# Thread: Optimization of a cylinder

1. ## Optimization of a cylinder

A craftswoman wants to make a cylindrical jewelry box that has volume, V, equal to 55 cubic inches.

She will make the base and side of the box out of a metal that costs 10 cents per square inch. The lid of the box will be made from a metal with a more ornate finish which costs 100 cents per square inch.
Writing the radius of the cylindrical box as r, and the height of the box as h, calculate the cost, C, in cents, of the metal used to produce the box in terms of h and r.

So I thought it would be something like

$\displaystyle 10+100(2pir^2) + 10(2pirh)$
$\displaystyle 110(2pir^2)+10(2pirh)$

but that doesn't seem to be right. (I did also try it with decimals, as it's in cents)

I'm sure I'm missing something obvious here, maybe someone can help???

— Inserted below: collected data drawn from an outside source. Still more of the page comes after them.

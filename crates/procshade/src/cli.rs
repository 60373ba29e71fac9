use std::path::PathBuf;
use std::time::Duration;

use clap::{Args, Parser, Subcommand};
use sceneconfig::VariantKind;
use shading::{Antialiasing, ColorSpaceMode};

#[derive(Parser, Debug)]
#[command(
    name = "procshade",
    author,
    version,
    about = "Render procedural shading scenes to PNG",
    arg_required_else_help = false
)]
pub struct Cli {
    #[command(flatten)]
    pub run: RunArgs,
    #[command(subcommand)]
    pub command: Option<Command>,
}

/// Options that pick a scene and the uniforms it is evaluated with.
#[derive(Args, Debug, Clone, Default)]
pub struct SceneArgs {
    /// Scene name from `--scene-file`, or a variant name (`twin-rings`, `highlight`, `tunnel`).
    #[arg(value_name = "SCENE")]
    pub scene: Option<String>,

    /// TOML scene document to load scenes and defaults from.
    #[arg(long, value_name = "FILE", env = "PROCSHADE_SCENE_FILE")]
    pub scene_file: Option<PathBuf>,

    /// Force the shading variant, overriding the scene's own.
    #[arg(long, value_name = "NAME", value_parser = parse_variant)]
    pub variant: Option<VariantKind>,

    /// Output resolution (e.g. `1280x720`).
    #[arg(long, value_name = "WIDTHxHEIGHT", value_parser = sceneconfig::parse_size)]
    pub size: Option<(u32, u32)>,

    /// Timestamp in seconds for stills, or the start time of a sequence.
    #[arg(long, value_name = "SECONDS")]
    pub time: Option<f32>,

    /// Constant fade level in `[0, 1]`.
    #[arg(long, value_name = "VALUE", value_parser = parse_fade, conflicts_with = "fade_in")]
    pub fade: Option<f32>,

    /// Fade in from black over the given duration (`2s`, `1.5`, `500ms`).
    #[arg(long, value_name = "DURATION", value_parser = sceneconfig::parse_duration)]
    pub fade_in: Option<Duration>,

    /// Pointer position in pixels, bottom-left origin (e.g. `320,180`).
    #[arg(long, value_name = "X,Y", value_parser = parse_mouse)]
    pub mouse: Option<[f32; 2]>,

    /// Anti-aliasing policy: `auto`, `off`, or a sample count (2/4/8/16).
    #[arg(long, value_name = "MODE", value_parser = parse_antialias)]
    pub antialias: Option<Antialiasing>,
}

#[derive(Args, Debug, Clone)]
pub struct RunArgs {
    #[command(flatten)]
    pub scene: SceneArgs,

    /// Number of frames to render; more than one produces a sequence.
    #[arg(long, value_name = "N")]
    pub frames: Option<u32>,

    /// Frame rate of a sequence, or the pacing target with `--realtime`.
    #[arg(long, value_name = "FPS")]
    pub fps: Option<f32>,

    /// Time frames with the wall clock instead of stepping deterministically.
    #[arg(long)]
    pub realtime: bool,

    /// Output color space handling: `auto`, `gamma`, or `linear`.
    #[arg(
        long,
        value_name = "MODE",
        value_parser = parse_color_space,
        default_value = "auto"
    )]
    pub color_space: ColorSpaceMode,

    /// PNG path; `{frame}` is replaced by the frame index in sequences.
    #[arg(short, long, value_name = "PATH", default_value = "procshade.png")]
    pub output: PathBuf,
}

#[derive(Subcommand, Debug)]
pub enum Command {
    /// List the shading variants and the uniforms each one reads.
    Variants,
    /// Print the RGBA value the fragment stage produces at one pixel.
    Probe(ProbeArgs),
}

#[derive(Args, Debug)]
pub struct ProbeArgs {
    /// Horizontal pixel coordinate, measured from the left edge.
    #[arg(long, value_name = "X", allow_negative_numbers = true)]
    pub x: f32,

    /// Vertical pixel coordinate, measured from the bottom edge.
    #[arg(long, value_name = "Y", allow_negative_numbers = true)]
    pub y: f32,

    #[command(flatten)]
    pub scene: SceneArgs,
}

pub fn parse() -> Cli {
    Cli::parse()
}

pub fn parse_variant(value: &str) -> Result<VariantKind, String> {
    value.parse()
}

pub fn parse_antialias(value: &str) -> Result<Antialiasing, String> {
    if value.trim().is_empty() {
        return Err("anti-alias mode must not be empty".to_string());
    }
    sceneconfig::parse_antialias(value)
        .map(Antialiasing::from)
        .map_err(|err| format!("{err}; use auto/off or 2/4/8/16"))
}

pub fn parse_color_space(value: &str) -> Result<ColorSpaceMode, String> {
    let trimmed = value.trim();
    if trimmed.is_empty() {
        return Err("color space must not be empty".to_string());
    }

    let normalized = trimmed.to_ascii_lowercase();
    match normalized.as_str() {
        "auto" => Ok(ColorSpaceMode::Auto),
        "gamma" | "srgb-off" => Ok(ColorSpaceMode::Gamma),
        "linear" | "srgb" => Ok(ColorSpaceMode::Linear),
        other => Err(format!(
            "unknown color space '{other}'; expected auto, gamma, or linear"
        )),
    }
}

pub fn parse_fade(value: &str) -> Result<f32, String> {
    let fade: f32 = value
        .trim()
        .parse()
        .map_err(|_| format!("invalid fade '{value}'; expected a number in [0, 1]"))?;
    if !(0.0..=1.0).contains(&fade) {
        return Err(format!("fade {fade} is outside [0, 1]"));
    }
    Ok(fade)
}

pub fn parse_mouse(value: &str) -> Result<[f32; 2], String> {
    let (x, y) = value
        .split_once(',')
        .ok_or_else(|| format!("invalid mouse position '{value}'; expected X,Y"))?;
    let parse = |axis: &str, raw: &str| {
        raw.trim()
            .parse::<f32>()
            .ok()
            .filter(|v| v.is_finite())
            .ok_or_else(|| format!("invalid {axis} coordinate '{}' in mouse position", raw.trim()))
    };
    Ok([parse("x", x)?, parse("y", y)?])
}

#[cfg(test)]
mod tests {
    use super::*;

    #[test]
    fn parses_antialias_modes() {
        assert_eq!(parse_antialias("auto").unwrap(), Antialiasing::Auto);
        assert_eq!(parse_antialias("OFF").unwrap(), Antialiasing::Off);
        assert_eq!(parse_antialias("8").unwrap(), Antialiasing::Samples(8));
        assert!(parse_antialias("3").is_err());
        assert!(parse_antialias("").is_err());
    }

    #[test]
    fn parses_mouse_and_fade() {
        assert_eq!(parse_mouse("320, 180.5").unwrap(), [320.0, 180.5]);
        assert!(parse_mouse("320").is_err());
        assert!(parse_mouse("a,b").is_err());
        assert_eq!(parse_fade("0.25").unwrap(), 0.25);
        assert!(parse_fade("1.5").is_err());
    }

    #[test]
    fn fade_and_fade_in_conflict() {
        let result = Cli::try_parse_from(["procshade", "--fade", "1", "--fade-in", "2s"]);
        assert!(result.is_err());
    }

    #[test]
    fn parses_sequence_invocation() {
        let cli = Cli::try_parse_from([
            "procshade",
            "tunnel",
            "--size",
            "64x32",
            "--frames",
            "4",
            "--fps",
            "12",
            "--output",
            "out/{frame}.png",
        ])
        .unwrap();
        assert!(cli.command.is_none());
        assert_eq!(cli.run.scene.scene.as_deref(), Some("tunnel"));
        assert_eq!(cli.run.scene.size, Some((64, 32)));
        assert_eq!(cli.run.frames, Some(4));
        assert_eq!(cli.run.output, PathBuf::from("out/{frame}.png"));
        assert_eq!(cli.run.color_space, ColorSpaceMode::Auto);
    }

    #[test]
    fn parses_probe_subcommand() {
        let cli = Cli::try_parse_from([
            "procshade", "probe", "--x", "10", "--y", "-2", "--variant", "highlight",
        ])
        .unwrap();
        match cli.command {
            Some(Command::Probe(args)) => {
                assert_eq!((args.x, args.y), (10.0, -2.0));
                assert_eq!(args.scene.variant, Some(VariantKind::Highlight));
            }
            other => panic!("unexpected command: {other:?}"),
        }
    }
}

EDIT: I figured it out, it was something obvious :I
But now I have a new question!

How do I go about differentiating this?

$\displaystyle 100pir^2+10pir^2+10(2pi(55/(pir^2)))$

I got as far as

$\displaystyle 200pir+20pir$

and thought that the rest would just be +10, but that's not it.

2. ## Re: Optimization of a cylinder

let h = 55/pi(r^2)
surface area without expensive lid = pir^2 + 2pirh, substitute in value for h
get the derivative of this and let it equal to zero to find the minumum value of r

The rest should be a cake walk

3. ## Re: Optimization of a cylinder

Originally Posted by Elemiah
A craftswoman wants to make a cylindrical jewelry box that has volume, V, equal to 55 cubic inches.

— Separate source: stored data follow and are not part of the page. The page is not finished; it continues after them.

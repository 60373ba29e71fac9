//! Signed distance fields for the 2D primitives the scenes are built from.
//!
//! All fields are continuous and return `0` on the shape boundary. The
//! rhombus and capsule are negative inside; the segment is an unsigned
//! distance. Degenerate parameters are clamped so every field stays finite.

use glam::Vec2;

use crate::math::{ndot, nonzero, sign, EPSILON};

/// Distance from `p` to the closest point of the segment `[a, b]`.
pub fn segment_distance(p: Vec2, a: Vec2, b: Vec2) -> f32 {
    let pa = p - a;
    let ba = b - a;
    let len_sq = ba.length_squared();
    if len_sq < EPSILON {
        return pa.length();
    }
    let h = (pa.dot(ba) / len_sq).clamp(0.0, 1.0);
    (pa - ba * h).length()
}

/// Signed distance to a rhombus centered at the origin with the given
/// half-diagonals along x and y.
pub fn rhombus_distance(p: Vec2, half_diagonals: Vec2) -> f32 {
    let p = p.abs();
    let b = half_diagonals;
    let h = (ndot(b - 2.0 * p, b) / b.length_squared().max(EPSILON)).clamp(-1.0, 1.0);
    let d = (p - 0.5 * b * Vec2::new(1.0 - h, 1.0 + h)).length();
    d * sign(p.x * b.y + p.y * b.x - b.x * b.y)
}

/// Signed distance to a capsule running from the origin up to `(0, height)`
/// whose end caps have radii `r1` (bottom) and `r2` (top).
pub fn uneven_capsule_distance(p: Vec2, r1: f32, r2: f32, height: f32) -> f32 {
    let p = Vec2::new(p.x.abs(), p.y);
    let height = nonzero(height);
    let b = (r1 - r2) / height;
    let a = (1.0 - b * b).max(0.0).sqrt();
    let k = p.dot(Vec2::new(-b, a));
    if k < 0.0 {
        return p.length() - r1;
    }
    if k > a * height {
        return (p - Vec2::new(0.0, height)).length() - r2;
    }
    p.dot(Vec2::new(a, b)) - r1
}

She will make the base and side of the box out of a metal that costs 10 cents per square inch. The lid of the box will be made from a metal with a more ornate finish which costs 100 cents per square inch.
Writing the radius of the cylindrical box as r, and the height of the box as h, calculate the cost, C, in cents, of the metal used to produce the box in terms of h and r.

So I thought it would be something like

$\displaystyle 10+100(2pir^2) + 10(2pirh)$
Where did that leading "10" come from? Also you seem to be misunderstanding the statement of the problem. The top, but not the bottom, is made from the more expensive metal. Taking r to be the radius of the cylinder, the top has area $\displaystyle \pi r^2$ and so its cost will be $\displaystyle 100\pi r^2$. The base also has area $\displaystyle \pi r^2$ so the cost of the bottom wil be $\displaystyle 10\pi r^2$. Yes, the curved area of the cylinder is $\displaystyle 2\pi rh$ so the cost of that will be $\displaystyle 20\pi rh$. The total cost will be $\displaystyle 100\pi r^2+ 10\pi r^2+ 20\pi rh= 110\pi r^2+ 20\pi rh$. As
MathJack said, since the volume is $\displaystyle \pi r^2h= 55$, you can replace h by $\displaystyle \frac{55}{\pi r^2}$ so the cost function, in terms of r only, is $\displaystyle 110\pi r^2+ \frac{1100}{r}$.

Differentiate that, with respect to r, and set the derivative equal to 0.

$\displaystyle 110(2pir^2)+10(2pirh)$

but that doesn't seem to be right. (I did also try it with decimals, as it's in cents)

I'm sure I'm missing something obvious here, maybe someone can help???

EDIT: I figured it out, it was something obvious :I
But now I have a new question!

How do I go about differentiating this?

$\displaystyle 100pir^2+10pir^2+10(2pi(55/(pir^2)))$
Do you know how to differentiate $\displaystyle r^2$? What about $\displaystyle \frac{1}{r^2}= r^{-2}$?

I got as far as

$\displaystyle 200pir+20pir$

and thought that the rest would just be +10, but that's not it.